MINNEAPOLIS – Lucy Elliott remembers her first walk through the old auto repair shop. Grease coated the floors. Mufflers still hung from the trusses.
“When we walked out my words were, ‘Maybe if I was 10 years younger,” Lucy said.
Children in the Longfellow neighborhood can be grateful Lucy had a change of heart.
Today the once-dingy, old, auto repair shop is a brightly colored play space for kids and their parents.
“It's kind of a wild little place,” Lucy says.
Belle’s ToolBox opened its doors last year and quickly became a favorite stop for neighborhood parents and their children.
“This is kind of ideally what I’d want my own home to be like, that environment you don’t feel afraid to spill something,” said Nancy Richter who made her first trip to Belle’s with her two children, 4-year-old Imogen and 1-year-old Magnolia.
A myriad of activities greets children who enter the garage, all geared toward interaction between parents and kids.
Use of cell phones is prohibited at the ToolBox. “Stealing time” from children is how Lucy views smartphones. Parents wanting to use her space, should expect to be on the floor with their kids – phones buttoned in their pockets.
“I'm just setting the stage and hoping people kind of get it,” Lucy said.
Lucy began talking about such place two decades ago, while teaching in Illinois.

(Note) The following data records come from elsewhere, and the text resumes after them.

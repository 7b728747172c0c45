//! Resource lifecycle reconciliation against a remote control plane.
//!
//! A [`ReconcilerFactory`] hands out one [`Reconciler`] per resource. The
//! reconciler plans with the [`diff`](diff::diff) of a resource type's
//! [`ResourceSchema`], and writes through a [`RemoteApi`](fleetform_core::RemoteApi)
//! implementation.

pub mod catalog;
pub mod diff;
pub mod importer;
pub mod lock;
pub mod lro;
pub mod payload;
pub mod probe;
pub mod reconciler;
pub mod retry;
pub mod schema;

pub use importer::{Imported, Importer};
pub use lock::LockTable;
pub use lro::{PollConfig, PollError, PollOutcome};
pub use probe::Probe;
pub use reconciler::{ReconcilePolicy, Reconciler, ReconcilerFactory};
pub use retry::{RetryConfig, RetryFailure};
pub use schema::{FieldKind, FieldSchema, Mutability, ResourceSchema, Timeouts};
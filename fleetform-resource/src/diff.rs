//! The State Differ.
//!
//! Walks a (normalized) desired state and an observed state along the
//! resource's field schemas and produces a [`ReconciliationPlan`].
//!
//! Presence is significant: a field missing from the desired state is
//! removed (unless it is optional-computed), and a field set to `null` is
//! explicitly cleared. Both produce `Unset`; they differ only for
//! optional-computed fields, where a missing field adopts the remote's value.

use std::collections::BTreeSet;

use fleetform_core::{FieldPath, PlanAction, Properties, ReconciliationPlan};
use serde_json::Value;

use crate::schema::{FieldKind, FieldSchema, Mutability, ResourceSchema};

pub fn diff(
    schema: &ResourceSchema,
    desired: &Properties,
    observed: &Properties,
) -> ReconciliationPlan {
    let mut plan = ReconciliationPlan::default();
    diff_fields(
        schema.fields,
        desired,
        observed,
        &FieldPath::root(),
        false,
        &mut plan,
    );
    plan
}

fn present(v: Option<&Value>) -> Option<&Value> {
    v.filter(|v| !v.is_null())
}

fn diff_fields(
    fields: &[FieldSchema],
    desired: &Properties,
    observed: &Properties,
    path: &FieldPath,
    forced: bool,
    plan: &mut ReconciliationPlan,
) {
    for field in fields {
        if field.is_computed() || field.write_only {
            continue;
        }
        let path = path.child(field.name);
        let forced = forced || matches!(field.mutability, Mutability::ForcesReplacement);
        let old = present(observed.get(field.name));
        match desired.get(field.name) {
            None if field.optional_computed => {}
            None | Some(Value::Null) => {
                if !field.holds_nothing(old) {
                    let replace = forced || replace_if(field, old, None);
                    push(plan, path, replace, old, None);
                }
            }
            Some(new) => diff_value(field, new, old, path, forced, plan),
        }
    }
}

fn replace_if(field: &FieldSchema, old: Option<&Value>, new: Option<&Value>) -> bool {
    match field.mutability {
        Mutability::ReplaceIf(predicate) => predicate(old, new),
        _ => false,
    }
}

fn diff_value(
    field: &FieldSchema,
    new: &Value,
    old: Option<&Value>,
    path: FieldPath,
    forced: bool,
    plan: &mut ReconciliationPlan,
) {
    let replace = forced || replace_if(field, old, Some(new));
    match (field.kind, old, new) {
        (FieldKind::Block(children), Some(Value::Object(old)), Value::Object(new)) => {
            diff_fields(children, new, old, &path, replace, plan);
        }
        (FieldKind::Map { merge_only }, Some(Value::Object(old)), Value::Object(new)) => {
            let keys: BTreeSet<&String> = old.keys().chain(new.keys()).collect();
            for key in keys {
                let o = present(old.get(key));
                match new.get(key) {
                    None if merge_only => {}
                    None | Some(Value::Null) => {
                        if o.is_some() {
                            push(plan, path.child(key), replace, o, None);
                        }
                    }
                    Some(n) => {
                        if o != Some(n) {
                            push(plan, path.child(key), replace, o, Some(n));
                        }
                    }
                }
            }
        }
        (_, old, new) => {
            if !equal(field, old, new) {
                push(plan, path, replace, old, Some(new));
            }
        }
    }
}

/// Whole-value comparison. An empty collection equals an absent one.
fn equal(field: &FieldSchema, old: Option<&Value>, new: &Value) -> bool {
    match old {
        Some(old) => field.same_value(old, new),
        None => field.holds_nothing(Some(new)),
    }
}

fn push(
    plan: &mut ReconciliationPlan,
    path: FieldPath,
    replace: bool,
    old: Option<&Value>,
    new: Option<&Value>,
) {
    let action = if replace {
        PlanAction::Replace {
            old: old.cloned(),
            new: new.cloned(),
        }
    } else {
        match new {
            Some(value) => PlanAction::Set {
                value: value.clone(),
            },
            None => PlanAction::Unset,
        }
    };
    plan.push(path, action);
}
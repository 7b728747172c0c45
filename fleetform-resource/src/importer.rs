//! The Drift Importer: desired state reconstructed from what the remote
//! reports.

use std::sync::Arc;

use fleetform_core::{
    DesiredState, ObservedState, Operation, Properties, ReconcileError, RemoteApi,
    ResourceIdentifier,
};
use serde_json::Value;
use tracing::{info, info_span, Instrument};

use crate::{
    catalog,
    reconciler::ReconcilerFactory,
    retry::{retry_with_backoff, RetryConfig},
    schema::{FieldKind, FieldSchema, ResourceSchema},
};

/// The result of an import.
#[derive(Debug, Clone)]
pub struct Imported {
    pub schema: &'static ResourceSchema,
    pub id: ResourceIdentifier,
    /// Every field the schema knows, as observed. Computed fields are
    /// included for display; they are dropped again when the state is used
    /// for a write.
    pub desired: DesiredState,
    pub observed: ObservedState,
}

pub struct Importer {
    client: Arc<dyn RemoteApi>,
    retry: RetryConfig,
}

impl ReconcilerFactory {
    pub fn importer(&self) -> Importer {
        Importer {
            client: self.client(),
            retry: self.policy().retry.clone(),
        }
    }
}

impl Importer {
    pub async fn import(
        &self,
        schema: &'static ResourceSchema,
        id: &ResourceIdentifier,
    ) -> Result<Imported, ReconcileError> {
        let client = self.client.clone();
        let observed = retry_with_backoff(&self.retry, "get", || client.get(id))
            .instrument(info_span!("import", id = %id))
            .await
            .map_err(|f| ReconcileError::from_remote(id, Operation::Import, f.attempts, f.error))?
            .ok_or_else(|| ReconcileError::not_found(id, Operation::Import))?;
        info!(id = %id, type_name = schema.type_name, "imported");
        Ok(Imported {
            schema,
            id: id.clone(),
            desired: DesiredState::new(project(schema.fields, &observed.properties)),
            observed,
        })
    }

    /// Import from a raw identifier, working out the resource type from it.
    pub async fn import_raw(&self, raw: &str) -> Result<Imported, ReconcileError> {
        let id: ResourceIdentifier =
            raw.parse()
                .map_err(|source| ReconcileError::MalformedIdentifier {
                    operation: Operation::Import,
                    source,
                })?;
        let schema = catalog::for_id(&id).ok_or_else(|| {
            ReconcileError::invalid_request(
                &id,
                Operation::Import,
                format!("unsupported resource type {}", id.type_path()),
            )
        })?;
        // Canonical casing, and a check of the segment count.
        let id = schema
            .id_template
            .parse(raw)
            .map_err(|source| ReconcileError::MalformedIdentifier {
                operation: Operation::Import,
                source,
            })?;
        self.import(schema, &id).await
    }
}

/// The observed properties the schema knows about, minus write-only fields.
fn project(fields: &[FieldSchema], observed: &Properties) -> Properties {
    let mut out = Properties::new();
    for field in fields {
        if field.write_only {
            continue;
        }
        let value = match observed.get(field.name) {
            None | Some(Value::Null) => continue,
            Some(v) => v,
        };
        let value = match (field.kind, value) {
            (FieldKind::Block(children), Value::Object(block)) => {
                Value::Object(project(children, block))
            }
            (_, v) => v.clone(),
        };
        out.insert(field.name.to_string(), value);
    }
    out
}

But dreams became reality when Lucy and her husband Mark moved to the Minnesota to be closer to their grandchildren.
PHOTOS: Belle's ToolBox
“For years Lucy would say I want to do this thing and I would say, ‘Show me a business plan, we already don't have any money,” Mark said.

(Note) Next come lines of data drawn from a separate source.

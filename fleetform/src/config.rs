//! The deployment document: the resources to manage, by name.
//!
//! ```json
//! {
//!   "resources": {
//!     "aks": {
//!       "type": "kubernetes_cluster",
//!       "id": "/subscriptions/.../managedClusters/aks1",
//!       "properties": { "location": "westeurope", ... }
//!     },
//!     "pool": {
//!       "type": "kubernetes_cluster_node_pool",
//!       "id": "/subscriptions/.../managedClusters/aks1/agentPools/pool1",
//!       "dependsOn": ["acr"],
//!       "properties": { "vmSize": "Standard_DS2_v2" }
//!     }
//!   }
//! }
//! ```
//!
//! A resource depends on the resources named in `dependsOn`, and on the
//! resource whose identifier encloses its own, if the document has one.

use std::{
    collections::{BTreeMap, BTreeSet, HashMap},
    path::Path,
};

use anyhow::{bail, Context as _, Result};
use fleetform_core::{DesiredState, Properties, ResourceIdentifier};
use fleetform_resource::{catalog, ResourceSchema};
use serde::{Deserialize, Serialize};

#[derive(Debug, Clone, Default, PartialEq, Serialize, Deserialize)]
#[serde(rename_all = "camelCase", deny_unknown_fields)]
pub struct Document {
    pub resources: BTreeMap<String, ResourceSpec>,
}

#[derive(Debug, Clone, PartialEq, Serialize, Deserialize)]
#[serde(rename_all = "camelCase", deny_unknown_fields)]
pub struct ResourceSpec {
    #[serde(rename = "type")]
    pub type_name: String,
    pub id: String,
    #[serde(default, skip_serializing_if = "Vec::is_empty")]
    pub depends_on: Vec<String>,
    #[serde(default)]
    pub properties: Properties,
}

/// A resource of a deployment, checked against the catalog.
#[derive(Debug, Clone)]
pub struct Resource {
    pub name: String,
    pub schema: &'static ResourceSchema,
    pub id: ResourceIdentifier,
    pub desired: DesiredState,
    /// The enclosing resource, when the deployment manages it too.
    pub parent: Option<String>,
    /// Explicit dependencies and the parent.
    pub depends_on: BTreeSet<String>,
}

#[derive(Debug, Clone, Default)]
pub struct Deployment {
    resources: BTreeMap<String, Resource>,
}

impl Deployment {
    pub fn load(path: &Path) -> Result<Deployment> {
        let text = std::fs::read_to_string(path)
            .with_context(|| format!("Could not read deployment document {}", path.display()))?;
        let document: Document = serde_json::from_str(&text)
            .with_context(|| format!("Invalid deployment document {}", path.display()))?;
        Deployment::resolve(document)
    }

    pub fn resolve(document: Document) -> Result<Deployment> {
        let mut resources = BTreeMap::new();
        for (name, spec) in document.resources {
            let schema = match catalog::lookup(&spec.type_name) {
                Some(schema) => schema,
                None => bail!(
                    "Resource {}: unknown type {}; known types are {}",
                    name,
                    spec.type_name,
                    catalog::ALL
                        .iter()
                        .map(|s| s.type_name)
                        .collect::<Vec<_>>()
                        .join(", ")
                ),
            };
            let id = schema
                .id_template
                .parse(&spec.id)
                .with_context(|| format!("Resource {}: invalid id", name))?;
            let depends_on: BTreeSet<String> = spec.depends_on.into_iter().collect();
            resources.insert(
                name.clone(),
                Resource {
                    name,
                    schema,
                    id,
                    desired: DesiredState::new(spec.properties),
                    parent: None,
                    depends_on,
                },
            );
        }

        let mut ids: HashMap<ResourceIdentifier, String> = HashMap::new();
        for resource in resources.values() {
            if let Some(other) = ids.insert(resource.id.clone(), resource.name.clone()) {
                bail!(
                    "Resources {} and {} have the same id {}",
                    other,
                    resource.name,
                    resource.id
                );
            }
        }

        for resource in resources.values() {
            for dependency in &resource.depends_on {
                if dependency == &resource.name {
                    bail!("Resource {} depends on itself", resource.name);
                }
                if !resources.contains_key(dependency) {
                    bail!(
                        "Resource {} depends on {}, which is not in the deployment",
                        resource.name,
                        dependency
                    );
                }
            }
        }

        for resource in resources.values_mut() {
            let parent = resource.id.parent().and_then(|p| ids.get(&p)).cloned();
            if let Some(parent) = &parent {
                resource.depends_on.insert(parent.clone());
            }
            resource.parent = parent;
        }

        Ok(Deployment { resources })
    }

    pub fn get(&self, name: &str) -> Option<&Resource> {
        self.resources.get(name)
    }

    pub fn resources(&self) -> impl Iterator<Item = &Resource> {
        self.resources.values()
    }

    pub fn names(&self) -> Vec<String> {
        self.resources.keys().cloned().collect()
    }

    pub fn is_empty(&self) -> bool {
        self.resources.is_empty()
    }

    /// The resources that depend on `name`.
    pub fn dependents(&self, name: &str) -> Vec<String> {
        self.resources
            .values()
            .filter(|r| r.depends_on.contains(name))
            .map(|r| r.name.clone())
            .collect()
    }
}
mod headless;

use anyhow::Result;

pub(crate) struct Options {
    pub verbose: bool,
    pub color: bool,
}

pub(crate) trait Frontend {
    fn set_up(&mut self, options: &Options) -> Result<()>;
    fn tear_down(&mut self) -> Result<()>;
}

pub(crate) fn set_up(options: Options) -> Result<Box<dyn Frontend>> {
    let mut logger = headless::HeadlessLogger {};
    logger.set_up(&options)?;
    Ok(Box::new(logger))
}
//! The reconciler's error taxonomy.
//!
//! Every variant names the resource and the operation that was attempted, so
//! that the orchestration layer can decide between retrying, aborting and
//! asking for manual intervention without parsing messages.

use std::{fmt::Display, time::Duration};

use serde::{Deserialize, Serialize};
use thiserror::Error;

use crate::{
    id::{MalformedIdentifier, ResourceIdentifier},
    model::LifecycleState,
    remote::RemoteError,
};

#[derive(Debug, Clone, Copy, PartialEq, Eq, Hash, Serialize, Deserialize)]
pub enum Operation {
    Create,
    Read,
    Update,
    Replace,
    Delete,
    Import,
    Exists,
    Plan,
}

impl Display for Operation {
    fn fmt(&self, f: &mut std::fmt::Formatter<'_>) -> std::fmt::Result {
        let s = match self {
            Operation::Create => "create",
            Operation::Read => "read",
            Operation::Update => "update",
            Operation::Replace => "replace",
            Operation::Delete => "delete",
            Operation::Import => "import",
            Operation::Exists => "exists",
            Operation::Plan => "plan",
        };
        f.write_str(s)
    }
}

#[derive(Debug, Error)]
#[non_exhaustive]
pub enum ReconcileError {
    #[error("{operation}: {source}")]
    MalformedIdentifier {
        operation: Operation,
        #[source]
        source: MalformedIdentifier,
    },

    /// The resource exists but is not managed by the caller; it has to be
    /// imported first.
    #[error("{operation} {id}: the resource already exists and needs to be imported to be managed")]
    AlreadyExists {
        id: ResourceIdentifier,
        operation: Operation,
    },

    #[error("{operation} {id}: the resource does not exist")]
    NotFound {
        id: ResourceIdentifier,
        operation: Operation,
    },

    #[error("{operation} {id}: parent {parent} is {parent_state}")]
    ParentNotReady {
        id: ResourceIdentifier,
        operation: Operation,
        parent: ResourceIdentifier,
        parent_state: LifecycleState,
    },

    /// Rejected by local validation or by the remote with a 4xx status.
    /// Never retried.
    #[error("{operation} {id}: invalid request: {message}")]
    InvalidRequest {
        id: ResourceIdentifier,
        operation: Operation,
        message: String,
    },

    #[error("{operation} {id}: giving up after {attempts} attempts")]
    TransientFailure {
        id: ResourceIdentifier,
        operation: Operation,
        attempts: u32,
        #[source]
        last_error: RemoteError,
    },

    /// The remote accepted the operation and later reported that it failed.
    #[error("{operation} {id}: the remote operation failed: {remote_error}")]
    OperationFailed {
        id: ResourceIdentifier,
        operation: Operation,
        /// The remote's error body, verbatim.
        remote_error: String,
    },

    #[error("{operation} {id}: the remote operation did not complete within {timeout:?}")]
    OperationTimeout {
        id: ResourceIdentifier,
        operation: Operation,
        timeout: Duration,
    },

    /// The remote version kept changing underneath us.
    #[error("{operation} {id}: conflicting concurrent modification: {message}")]
    Conflict {
        id: ResourceIdentifier,
        operation: Operation,
        message: String,
    },

    /// Cancelled by the caller. The remote operation may still be running.
    #[error("{operation} {id}: canceled")]
    Canceled {
        id: ResourceIdentifier,
        operation: Operation,
    },

    /// A replacement deleted the old resource but could not create the new
    /// one. The resource no longer exists. `operation` is always
    /// [`Operation::Replace`].
    #[error("{operation} {id}: the old resource was deleted, but creating its replacement failed")]
    ReplacementPartialFailure {
        id: ResourceIdentifier,
        operation: Operation,
        state: LifecycleState,
        #[source]
        source: Box<ReconcileError>,
    },

    /// A remote error that fits none of the other categories, such as an
    /// undecodable response.
    #[error("{operation} {id}: {source}")]
    Remote {
        id: ResourceIdentifier,
        operation: Operation,
        #[source]
        source: RemoteError,
    },
}

impl ReconcileError {
    pub fn invalid_request(
        id: &ResourceIdentifier,
        operation: Operation,
        message: impl Into<String>,
    ) -> Self {
        ReconcileError::InvalidRequest {
            id: id.clone(),
            operation,
            message: message.into(),
        }
    }

    pub fn not_found(id: &ResourceIdentifier, operation: Operation) -> Self {
        ReconcileError::NotFound {
            id: id.clone(),
            operation,
        }
    }

    pub fn canceled(id: &ResourceIdentifier, operation: Operation) -> Self {
        ReconcileError::Canceled {
            id: id.clone(),
            operation,
        }
    }

    /// Classify a remote error that was not (or no longer) retried.
    pub fn from_remote(
        id: &ResourceIdentifier,
        operation: Operation,
        attempts: u32,
        error: RemoteError,
    ) -> Self {
        let id = id.clone();
        match error {
            RemoteError::Client { status, body } => ReconcileError::InvalidRequest {
                id,
                operation,
                message: format!("{}: {}", status, body),
            },
            RemoteError::PreconditionFailed { body } => ReconcileError::Conflict {
                id,
                operation,
                message: body,
            },
            e if e.is_transient() => ReconcileError::TransientFailure {
                id,
                operation,
                attempts,
                last_error: e,
            },
            e => ReconcileError::Remote {
                id,
                operation,
                source: e,
            },
        }
    }

    /// The resource the error is about, when the identifier could be parsed.
    pub fn id(&self) -> Option<&ResourceIdentifier> {
        match self {
            ReconcileError::MalformedIdentifier { .. } => None,
            ReconcileError::AlreadyExists { id, .. }
            | ReconcileError::NotFound { id, .. }
            | ReconcileError::ParentNotReady { id, .. }
            | ReconcileError::InvalidRequest { id, .. }
            | ReconcileError::TransientFailure { id, .. }
            | ReconcileError::OperationFailed { id, .. }
            | ReconcileError::OperationTimeout { id, .. }
            | ReconcileError::Conflict { id, .. }
            | ReconcileError::Canceled { id, .. }
            | ReconcileError::ReplacementPartialFailure { id, .. }
            | ReconcileError::Remote { id, .. } => Some(id),
        }
    }

    pub fn operation(&self) -> Operation {
        match self {
            ReconcileError::MalformedIdentifier { operation, .. }
            | ReconcileError::AlreadyExists { operation, .. }
            | ReconcileError::NotFound { operation, .. }
            | ReconcileError::ParentNotReady { operation, .. }
            | ReconcileError::InvalidRequest { operation, .. }
            | ReconcileError::TransientFailure { operation, .. }
            | ReconcileError::OperationFailed { operation, .. }
            | ReconcileError::OperationTimeout { operation, .. }
            | ReconcileError::Conflict { operation, .. }
            | ReconcileError::Canceled { operation, .. }
            | ReconcileError::ReplacementPartialFailure { operation, .. }
            | ReconcileError::Remote { operation, .. } => *operation,
        }
    }
}

#[cfg(test)]
mod tests {
    use super::*;

    fn id() -> ResourceIdentifier {
        "/subscriptions/s/resourceGroups/g/providers/Microsoft.ContainerRegistry/registries/acr1"
            .parse()
            .unwrap()
    }

    #[test]
    fn client_errors_are_invalid_requests() {
        let err = ReconcileError::from_remote(
            &id(),
            Operation::Create,
            1,
            RemoteError::Client {
                status: 400,
                body: "InvalidParameter".to_string(),
            },
        );
        assert!(matches!(err, ReconcileError::InvalidRequest { .. }));
        assert!(err.to_string().contains("InvalidParameter"));
        assert_eq!(err.operation(), Operation::Create);
        assert_eq!(err.id(), Some(&id()));
    }

    #[test]
    fn exhausted_transient_errors() {
        let err = ReconcileError::from_remote(
            &id(),
            Operation::Read,
            5,
            RemoteError::Server {
                status: 503,
                body: String::new(),
            },
        );
        match err {
            ReconcileError::TransientFailure { attempts, .. } => assert_eq!(attempts, 5),
            e => panic!("unexpected {:?}", e),
        }
    }

    #[test]
    fn precondition_failures_are_conflicts() {
        let err = ReconcileError::from_remote(
            &id(),
            Operation::Update,
            1,
            RemoteError::PreconditionFailed {
                body: "etag mismatch".to_string(),
            },
        );
        assert!(matches!(err, ReconcileError::Conflict { .. }));
    }

    #[test]
    fn partial_replacement_reports_the_inner_failure() {
        let inner = ReconcileError::OperationFailed {
            id: id(),
            operation: Operation::Create,
            remote_error: "QuotaExceeded".to_string(),
        };
        let err = ReconcileError::ReplacementPartialFailure {
            id: id(),
            operation: Operation::Replace,
            state: LifecycleState::Absent,
            source: Box::new(inner),
        };
        assert_eq!(err.operation(), Operation::Replace);
        assert!(err.to_string().starts_with("replace /subscriptions/s/"), "{}", err);
        let source = std::error::Error::source(&err).unwrap();
        assert!(source.to_string().contains("QuotaExceeded"));
    }
}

He added, “That means, ‘Go away, don't bother me.’”
Lucy persisted, eventually convincing Mark to go along with her plan.
During their move to Minneapolis the couple downsized their home, then took equity from their sale and purchased the garage.

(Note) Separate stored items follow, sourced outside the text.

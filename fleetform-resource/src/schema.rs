//! Static, per-field descriptions of how a resource type may be changed.
//!
//! The differ and the payload builder walk desired and observed properties
//! along these tables; nothing about a resource type is inferred from the
//! values themselves.

use std::{borrow::Cow, collections::BTreeSet, fmt, time::Duration};

use fleetform_core::{
    normalize_location, IdTemplate, Operation, Properties, ReconcileError, ResourceIdentifier,
    WriteMode,
};
use serde_json::Value;

/// Decides whether changing a field from `old` to `new` requires replacing
/// the resource. `None` means the field is absent.
pub type ReplacePredicate = fn(old: Option<&Value>, new: Option<&Value>) -> bool;

#[derive(Clone, Copy)]
pub enum Mutability {
    /// Can be changed in place.
    Mutable,
    /// Any change, including removal, requires delete-then-create.
    ForcesReplacement,
    /// Populated by the remote. Never sent, never diffed.
    ComputedOnly,
    /// Changes in place unless the predicate says otherwise.
    ReplaceIf(ReplacePredicate),
}

impl fmt::Debug for Mutability {
    fn fmt(&self, f: &mut fmt::Formatter<'_>) -> fmt::Result {
        match self {
            Mutability::Mutable => f.write_str("Mutable"),
            Mutability::ForcesReplacement => f.write_str("ForcesReplacement"),
            Mutability::ComputedOnly => f.write_str("ComputedOnly"),
            Mutability::ReplaceIf(_) => f.write_str("ReplaceIf(..)"),
        }
    }
}

#[derive(Debug, Clone, Copy)]
pub enum FieldKind {
    /// Compared as a whole.
    Scalar,
    /// An array whose order is significant.
    List,
    /// An array whose order is not significant.
    Set,
    /// String-keyed entries, compared per key. With `merge_only`, keys
    /// missing from the desired state are left alone instead of removed.
    Map { merge_only: bool },
    /// A nested object with its own field schemas.
    Block(&'static [FieldSchema]),
}

/// How string values of a field are compared. The remote stores some values
/// in its own spelling, and reading them back must not look like a change.
#[derive(Debug, Clone, Copy, PartialEq, Eq)]
pub enum Comparison {
    Exact,
    /// Enumerations and resource identifiers.
    CaseInsensitive,
    /// Regions, e.g. `West Europe` is `westeurope`.
    Location,
}

impl Comparison {
    fn canonical(self, value: &str) -> String {
        match self {
            Comparison::Exact => value.to_string(),
            Comparison::CaseInsensitive => value.to_lowercase(),
            Comparison::Location => normalize_location(value),
        }
    }
}

#[derive(Debug, Clone, Copy)]
pub struct FieldSchema {
    /// The remote JSON property name.
    pub name: &'static str,
    pub mutability: Mutability,
    pub kind: FieldKind,
    /// When absent from the desired state, whatever the remote chose is kept.
    pub optional_computed: bool,
    /// Sent on writes, never returned by reads.
    pub write_only: bool,
    pub default: Option<fn() -> Value>,
    pub comparison: Comparison,
}

impl FieldSchema {
    pub const fn new(name: &'static str) -> Self {
        FieldSchema {
            name,
            mutability: Mutability::Mutable,
            kind: FieldKind::Scalar,
            optional_computed: false,
            write_only: false,
            default: None,
            comparison: Comparison::Exact,
        }
    }

    pub const fn forces_replacement(self) -> Self {
        FieldSchema {
            mutability: Mutability::ForcesReplacement,
            ..self
        }
    }

    pub const fn computed(self) -> Self {
        FieldSchema {
            mutability: Mutability::ComputedOnly,
            ..self
        }
    }

    pub const fn replace_if(self, predicate: ReplacePredicate) -> Self {
        FieldSchema {
            mutability: Mutability::ReplaceIf(predicate),
            ..self
        }
    }

    pub const fn list(self) -> Self {
        FieldSchema {
            kind: FieldKind::List,
            ..self
        }
    }

    pub const fn set(self) -> Self {
        FieldSchema {
            kind: FieldKind::Set,
            ..self
        }
    }

    pub const fn map(self) -> Self {
        FieldSchema {
            kind: FieldKind::Map { merge_only: false },
            ..self
        }
    }

    pub const fn merge_only_map(self) -> Self {
        FieldSchema {
            kind: FieldKind::Map { merge_only: true },
            ..self
        }
    }

    pub const fn block(self, fields: &'static [FieldSchema]) -> Self {
        FieldSchema {
            kind: FieldKind::Block(fields),
            ..self
        }
    }

    pub const fn optional_computed(self) -> Self {
        FieldSchema {
            optional_computed: true,
            ..self
        }
    }

    pub const fn write_only(self) -> Self {
        FieldSchema {
            write_only: true,
            ..self
        }
    }

    pub const fn default(self, default: fn() -> Value) -> Self {
        FieldSchema {
            default: Some(default),
            ..self
        }
    }

    /// A region. Changing it replaces the resource, respelling it doesn't.
    pub const fn location(self) -> Self {
        FieldSchema {
            mutability: Mutability::ForcesReplacement,
            comparison: Comparison::Location,
            ..self
        }
    }

    pub const fn case_insensitive(self) -> Self {
        FieldSchema {
            comparison: Comparison::CaseInsensitive,
            ..self
        }
    }

    pub fn is_computed(&self) -> bool {
        matches!(self.mutability, Mutability::ComputedOnly)
    }

    /// `value` with its strings (also those directly inside an array) in the
    /// remote's spelling.
    pub fn canonical<'a>(&self, value: &'a Value) -> Cow<'a, Value> {
        if self.comparison == Comparison::Exact {
            return Cow::Borrowed(value);
        }
        let respell = |v: &Value| match v {
            Value::String(s) => Value::String(self.comparison.canonical(s)),
            v => v.clone(),
        };
        match value {
            Value::Array(items) => Cow::Owned(Value::Array(items.iter().map(respell).collect())),
            v => Cow::Owned(respell(v)),
        }
    }

    /// Whether `old` and `new` are the same value of this field, honoring
    /// its comparison and, for sets, ignoring order.
    pub fn same_value(&self, old: &Value, new: &Value) -> bool {
        let (old, new) = (self.canonical(old), self.canonical(new));
        match (self.kind, &*old, &*new) {
            (FieldKind::Set, Value::Array(old), Value::Array(new)) => same_elements(old, new),
            (_, old, new) => old == new,
        }
    }

    /// Whether the field holds nothing: absent, `null`, or an empty
    /// collection, which the remote reports for collections nobody set.
    pub fn holds_nothing(&self, value: Option<&Value>) -> bool {
        match (self.kind, value) {
            (_, None | Some(Value::Null)) => true,
            (FieldKind::Block(_) | FieldKind::Map { .. }, Some(Value::Object(m))) => m.is_empty(),
            (FieldKind::List | FieldKind::Set, Some(Value::Array(a))) => a.is_empty(),
            _ => false,
        }
    }
}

“This is the one thing she wanted to do with her life,” Mark said. “I just wanted her to have that – that’s all.”
The name “Belle’s ToolBox” is nod to Lucy’s mom, who provided for her young children a wealth of experiences. “My mom she was like, ‘You can do whatever you want to do, as long as you take care of each other,’” Lucy said.
Don’t expect to find Legos in the ToolBox. Lucy prefers toys that leave more to a child’s imagination. She’s especially fond of her “contraption box,” a tub filled with hoses, funnels and an assortment of other oddball objects. “So, the child has to figure it out,” she says.
Besides, Lucy says, most kids already have Legos at home.
What they might not have is an easel with paint ready to go, or a book-making machine with Lucy providing instructions.
Admission to the garage is free, though Lucy suggests a donation of $3.00 to $5.00. She has no aspirations of turning a profit. Lucy says she’ll be happy to if she earns enough to pay her property taxes.
It’s not about the money.
“Some people in our position would maybe buy a second house on a golf course or a condo elsewhere or something,” Lucy reasons. “That wasn’t something we were particularly interested in.”
Instead, Lucy has found her happiness in the children who surround her.